§ **EXERCISE GOAL**:
Write only how many lines in this data include "builder".

§ **ENTRIES PROVIDED**:
//! Range scheduling: master checks, the concurrency bound and halting.

use std::time::Duration;

use valkey_reshard::client::{SlotOwnershipState, SlotRange};
use valkey_reshard::{ReshardError, Resharder};

use crate::{DST, MockCluster, MockNode, MockTransport, SRC, fast_config, two_masters};

fn resharder(cluster: &MockCluster, max_concurrent: usize) -> Resharder<MockTransport> {
    Resharder::new(
        cluster.client(SRC),
        cluster.client(DST),
        fast_config().with_max_concurrent(max_concurrent),
    )
}

fn source_with_keys(slots: std::ops::RangeInclusive<u16>, keys_per_slot: usize) -> MockNode {
    slots.fold(MockNode::master("src-id", SRC), |node, slot| {
        node.with_keys(slot, keys_per_slot)
    })
}

#[tokio::test]
async fn test_reshard_single_slot() {
    let cluster = two_masters(source_with_keys(100..=100, 4));

    let report = resharder(&cluster, 5)
        .reshard(SlotRange::single(100).unwrap())
        .await
        .unwrap();

    assert_eq!(report.migrated_slots(), vec![100]);
    assert_eq!(report.keys_migrated(), 4);
    assert!(report.is_complete());
    assert_eq!(cluster.key_count(DST, 100), 4);
}

#[tokio::test]
async fn test_concurrency_reaches_but_never_exceeds_limit() {
    let cluster = two_masters(source_with_keys(0..=11, 3));
    let delay = Duration::from_millis(2);
    let resharder = Resharder::new(
        valkey_reshard::NodeClient::new(cluster.transport(SRC).with_delay(delay)),
        valkey_reshard::NodeClient::new(cluster.transport(DST).with_delay(delay)),
        fast_config().with_max_concurrent(5),
    );

    let report = resharder
        .reshard(SlotRange::new(0, 11).unwrap())
        .await
        .unwrap();

    assert!(report.is_complete());
    assert_eq!(report.migrated_slots(), (0..=11).collect::<Vec<u16>>());
    assert_eq!(report.keys_migrated(), 36);
    // Twelve slots against a limit of five: the gate fills up, never past it.
    assert_eq!(report.peak_concurrency, 5);

    let peak_migrating = cluster.inspect(SRC, |node| node.peak_migrating);
    assert!(peak_migrating <= 5, "peak MIGRATING slots {}", peak_migrating);
    for slot in 0..=11 {
        assert_eq!(cluster.key_count(SRC, slot), 0);
        assert_eq!(
            cluster.slot_state(DST, slot),
            Some((SlotOwnershipState::Node, "dst-id".to_string()))
        );
    }
}

#[tokio::test]
async fn test_serial_when_limit_is_one() {
    let cluster = two_masters(source_with_keys(0..=3, 1));

    let report = resharder(&cluster, 1)
        .reshard(SlotRange::new(0, 3).unwrap())
        .await
        .unwrap();

    assert_eq!(report.peak_concurrency, 1);
    assert_eq!(cluster.inspect(SRC, |node| node.peak_migrating), 1);
}

#[tokio::test]
async fn test_node_ids_are_fetched_once_per_run() {
    let cluster = two_masters(source_with_keys(0..=5, 1));

    resharder(&cluster, 3)
        .reshard(SlotRange::new(0, 5).unwrap())
        .await
        .unwrap();

    assert_eq!(cluster.count(SRC, "CLUSTER MYID"), 1);
    assert_eq!(cluster.count(DST, "CLUSTER MYID"), 1);
    assert_eq!(cluster.count(SRC, "ROLE"), 1);
}

#[tokio::test]
async fn test_destination_not_master_changes_nothing() {
    let cluster = MockCluster::new([
        source_with_keys(0..=2, 2),
        MockNode::replica("dst-id", DST),
    ]);

    let err = resharder(&cluster, 5)
        .reshard(SlotRange::new(0, 2).unwrap())
        .await
        .unwrap_err();

    match &err {
        ReshardError::NotMaster { address } => assert_eq!(address.to_string(), DST),
        other => panic!("expected NotMaster, got {:?}", other),
    }
    assert_eq!(err.exit_code(), 2);
    assert!(
        cluster
            .log()
            .iter()
            .all(|c| !c.command.starts_with("CLUSTER SETSLOT"))
    );
    assert_eq!(cluster.key_count(SRC, 0), 2);
}

#[tokio::test]
async fn test_source_not_master_changes_nothing() {
    let cluster = MockCluster::new([
        MockNode::replica("src-id", SRC).with_keys(5, 1),
        MockNode::master("dst-id", DST),
    ]);

    let err = resharder(&cluster, 5)
        .reshard(SlotRange::single(5).unwrap())
        .await
        .unwrap_err();

    assert!(matches!(err, ReshardError::NotMaster { .. }));
    assert_eq!(cluster.count(SRC, "CLUSTER SETSLOT"), 0);
    assert_eq!(cluster.count(DST, "CLUSTER SETSLOT"), 0);
}

#[tokio::test]
async fn test_partial_migration_halts_pending_slots() {
    let cluster = two_masters(source_with_keys(0..=3, 2));
    cluster.update(SRC, |node| node.migrate_always_fails = true);

    let err = resharder(&cluster, 1)
        .reshard(SlotRange::new(0, 3).unwrap())
        .await
        .unwrap_err();

    assert!(matches!(err, ReshardError::PartialMigration { .. }));
    assert_eq!(err.exit_code(), 1);
    // Only the first admitted slot was started.
    assert_eq!(cluster.count(SRC, "CLUSTER SETSLOT"), 2);
    assert_eq!(cluster.count(DST, "CLUSTER SETSLOT"), 2);
}

#[tokio::test]
async fn test_transition_failure_is_collected_in_report() {
    let cluster = two_masters(source_with_keys(0..=2, 1));
    cluster.update(DST, |node| {
        node.setslot_failures
            .insert(SlotOwnershipState::Importing, 1);
    });

    let report = resharder(&cluster, 1)
        .reshard(SlotRange::new(0, 2).unwrap())
        .await
        .unwrap();

    assert!(!report.is_complete());
    assert_eq!(report.migrated.len(), 2);
    assert_eq!(report.failed.len(), 1);
    assert!(matches!(
        report.failed[0].error,
        ReshardError::SlotTransition {
            state: SlotOwnershipState::Importing,
            ..
        }
    ));
    assert!(report.skipped.is_empty());
}

#[tokio::test]
async fn test_invalid_config_is_rejected_before_any_command() {
    let cluster = two_masters(source_with_keys(0..=1, 1));

    let err = resharder(&cluster, 0)
        .reshard(SlotRange::new(0, 1).unwrap())
        .await
        .unwrap_err();

    assert!(matches!(err, ReshardError::InvalidConfig(_)));
    assert!(cluster.log().is_empty());
}
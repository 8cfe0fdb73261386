//! Shared utilities

pub mod config;
pub mod context;
pub mod diagnostic;
pub mod fs;
pub mod hash;
pub mod process;
pub mod shell;

pub use config::{Config, ConfigError};
pub use context::GlobalContext;
pub use diagnostic::Diagnostic;
pub use shell::{ColorChoice, Shell, Status};
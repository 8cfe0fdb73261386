//! Modulo - a small local package manager for C and C++ projects
//!
//! This crate provides the library behind the `modulo` CLI: registry
//! resolution, archive installation, manifest bookkeeping, and compiler
//! command synthesis.

pub mod builder;
pub mod core;
pub mod ops;
pub mod sources;
pub mod util;

/// Test fixtures for Modulo unit tests.
///
/// Only available when compiling tests. Builds package archives, registries
/// and installed layouts inside temporary directories.
#[cfg(test)]
pub mod test_support;

pub use core::{
    layout::{DirRole, RoleDirs},
    manifest::Manifest,
    registry::Registry,
};

pub use builder::{CompileCommand, Compiler};
pub use util::context::GlobalContext;
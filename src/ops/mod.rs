//! High-level operations.
//!
//! This module contains the implementation of Modulo commands.

pub mod modulo_add;
pub mod modulo_compile;
pub mod modulo_init;
pub mod modulo_install;

pub use modulo_add::{add_dependency, list_dependencies, remove_dependency, RemoveResult};
pub use modulo_compile::{compile_command, run_compile, CompileError};
pub use modulo_init::init_project;
pub use modulo_install::{
    install, stage_binaries, InstallError, InstallResult, StagingFailure, StagingReport,
};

§ **ANSWER BOX**:
2